* Problem: Your answer should be every line from the records that contains "reused".

'''

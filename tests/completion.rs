#![cfg(windows)]

use std::io::Write;
use std::net::{TcpListener, TcpStream};
use std::os::windows::io::IntoRawSocket;
use std::sync::{Arc, Mutex};
use std::thread;
use std::time::Duration;

use iomux::completion::{IoContext, IoListener, IoResult, Poller, Transport, TransportFactory};
use iomux::TransportFlags;

const LONG: Duration = Duration::from_secs(1);

#[derive(Debug, Default)]
struct Completions {
    reads: Mutex<Vec<IoResult>>,
}

impl Completions {
    fn new() -> Arc<Completions> {
        Arc::new(Completions::default())
    }

    fn take_reads(&self) -> Vec<IoResult> {
        std::mem::take(&mut *self.reads.lock().unwrap())
    }
}

impl IoListener for Completions {
    fn on_read(&self, _transport: &Arc<Transport>, result: IoResult) {
        self.reads.lock().unwrap().push(result);
    }
}

/// A connected socket pair; the peer is driven with std I/O.
fn socket_pair() -> (Arc<Transport>, TcpStream) {
    let listener = TcpListener::bind("127.0.0.1:0").unwrap();
    let addr = listener.local_addr().unwrap();
    let peer = thread::spawn(move || TcpStream::connect(addr).unwrap());
    let (accepted, _) = listener.accept().unwrap();
    let peer = peer.join().unwrap();
    let transport =
        TransportFactory::from_socket(accepted.into_raw_socket(), TransportFlags::NONE).unwrap();
    (transport, peer)
}

fn wait_for_buffered_data() {
    // Give the kernel a moment to move the peer's bytes into the socket's
    // receive buffer so the read below completes synchronously.
    thread::sleep(Duration::from_millis(200));
}

#[test]
fn immediate_completion_with_deferred_notification() {
    let poller = Poller::new().unwrap();
    let (transport, mut peer) = socket_pair();
    let completions = Completions::new();
    poller.attach(&transport, completions.clone()).unwrap();

    peer.write_all(b"12345678").unwrap();
    wait_for_buffered_data();

    let context = IoContext::new(7);
    let mut buf = [0u8; 64];
    let result = unsafe { transport.read(&context, buf.as_mut_ptr(), buf.len()) };
    assert!(result.is_ok(), "read failed: {:?}", result.error);
    assert!(result.completed);
    assert_eq!(result.bytes, 8);
    // Without immediate delivery the context stays with the kernel queue
    // until the notification is drained.
    assert!(result.context.is_none());
    assert_eq!(poller.pending_operations(), 1);

    // The queued completion arrives exactly once and hands the context
    // back.
    poller.poll(Some(LONG)).unwrap();
    let delivered = completions.take_reads();
    assert_eq!(delivered.len(), 1);
    assert!(delivered[0].completed);
    assert_eq!(delivered[0].bytes, 8);
    let returned = delivered[0].context.as_ref().unwrap();
    assert_eq!(returned.user_data(), 7);
    assert_eq!(poller.pending_operations(), 0);

    poller.poll(Some(Duration::ZERO)).unwrap();
    assert!(completions.take_reads().is_empty());
}

#[test]
fn immediate_completion_with_immediate_delivery() {
    let poller = Poller::new().unwrap();
    assert!(poller.enable_immediate_delivery());
    let (transport, mut peer) = socket_pair();
    let completions = Completions::new();
    poller.attach(&transport, completions.clone()).unwrap();
    assert!(transport.immediate_delivery());

    peer.write_all(b"12345678").unwrap();
    wait_for_buffered_data();

    let context = IoContext::new(11);
    let mut buf = [0u8; 64];
    let result = unsafe { transport.read(&context, buf.as_mut_ptr(), buf.len()) };
    assert!(result.is_ok(), "read failed: {:?}", result.error);
    assert!(result.completed);
    assert_eq!(result.bytes, 8);
    assert_eq!(&buf[..8], b"12345678");
    // The context comes straight back; no completion is posted.
    let returned = result.context.as_ref().unwrap();
    assert_eq!(returned.user_data(), 11);
    assert_eq!(poller.pending_operations(), 0);

    poller.poll(Some(Duration::from_millis(200))).unwrap();
    assert!(completions.take_reads().is_empty());
}

#[test]
fn pending_read_completes_through_poll() {
    let poller = Poller::new().unwrap();
    let (transport, mut peer) = socket_pair();
    let completions = Completions::new();
    poller.attach(&transport, completions.clone()).unwrap();

    // No data yet: the operation must go pending.
    let context = IoContext::new(0);
    let mut buf = [0u8; 64];
    let result = unsafe { transport.read(&context, buf.as_mut_ptr(), buf.len()) };
    assert!(result.is_ok());
    assert!(!result.completed);
    assert!(result.context.is_none());

    peer.write_all(b"later").unwrap();
    poller.poll(Some(LONG)).unwrap();
    let delivered = completions.take_reads();
    assert_eq!(delivered.len(), 1);
    assert_eq!(delivered[0].bytes, 5);
    assert_eq!(&buf[..5], b"later");
}

#[test]
fn zero_byte_read_reports_ended() {
    let poller = Poller::new().unwrap();
    let (transport, peer) = socket_pair();
    let completions = Completions::new();
    poller.attach(&transport, completions.clone()).unwrap();

    let context = IoContext::new(0);
    let mut buf = [0u8; 16];
    let result = unsafe { transport.read(&context, buf.as_mut_ptr(), buf.len()) };
    assert!(!result.completed);

    // Peer performs an orderly shutdown; the pending read completes with
    // zero bytes.
    drop(peer);
    poller.poll(Some(LONG)).unwrap();
    let delivered = completions.take_reads();
    assert_eq!(delivered.len(), 1);
    assert!(delivered[0].ended, "0-byte read should set `ended`");
    assert_eq!(delivered[0].bytes, 0);
}

#[test]
fn context_cannot_run_two_operations() {
    let poller = Poller::new().unwrap();
    let (transport, _peer) = socket_pair();
    poller.attach(&transport, Completions::new()).unwrap();

    let context = IoContext::new(0);
    let mut buf = [0u8; 16];
    let pending = unsafe { transport.read(&context, buf.as_mut_ptr(), buf.len()) };
    assert!(pending.is_ok());
    assert!(!pending.completed);

    let mut other = [0u8; 16];
    let reused = unsafe { transport.read(&context, other.as_mut_ptr(), other.len()) };
    assert!(reused.error.is_some(), "linked context was accepted again");

    // The first operation is still pending against the stack buffer;
    // drain it before the buffer goes out of scope.
    transport.close();
    poller.wait_and_discard_pending_events();
}

#[test]
fn completions_for_closed_transports_are_discarded() {
    let poller = Poller::new().unwrap();
    let (transport, mut peer) = socket_pair();
    let completions = Completions::new();
    poller.attach(&transport, completions.clone()).unwrap();

    let context = IoContext::new(0);
    let mut buf = [0u8; 16];
    let result = unsafe { transport.read(&context, buf.as_mut_ptr(), buf.len()) };
    assert!(!result.completed);

    // Closing does not cancel the operation; the completion is received
    // and dropped instead of being delivered.
    transport.close();
    peer.write_all(b"too late").unwrap();
    poller.wait_and_discard_pending_events();
    assert_eq!(poller.pending_operations(), 0);
    assert!(completions.take_reads().is_empty());
}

'''

* Written solution:
    let reused = unsafe { transport.read(&context, other.as_mut_ptr(), other.len()) };
    assert!(reused.error.is_some(), "linked context was accepted again");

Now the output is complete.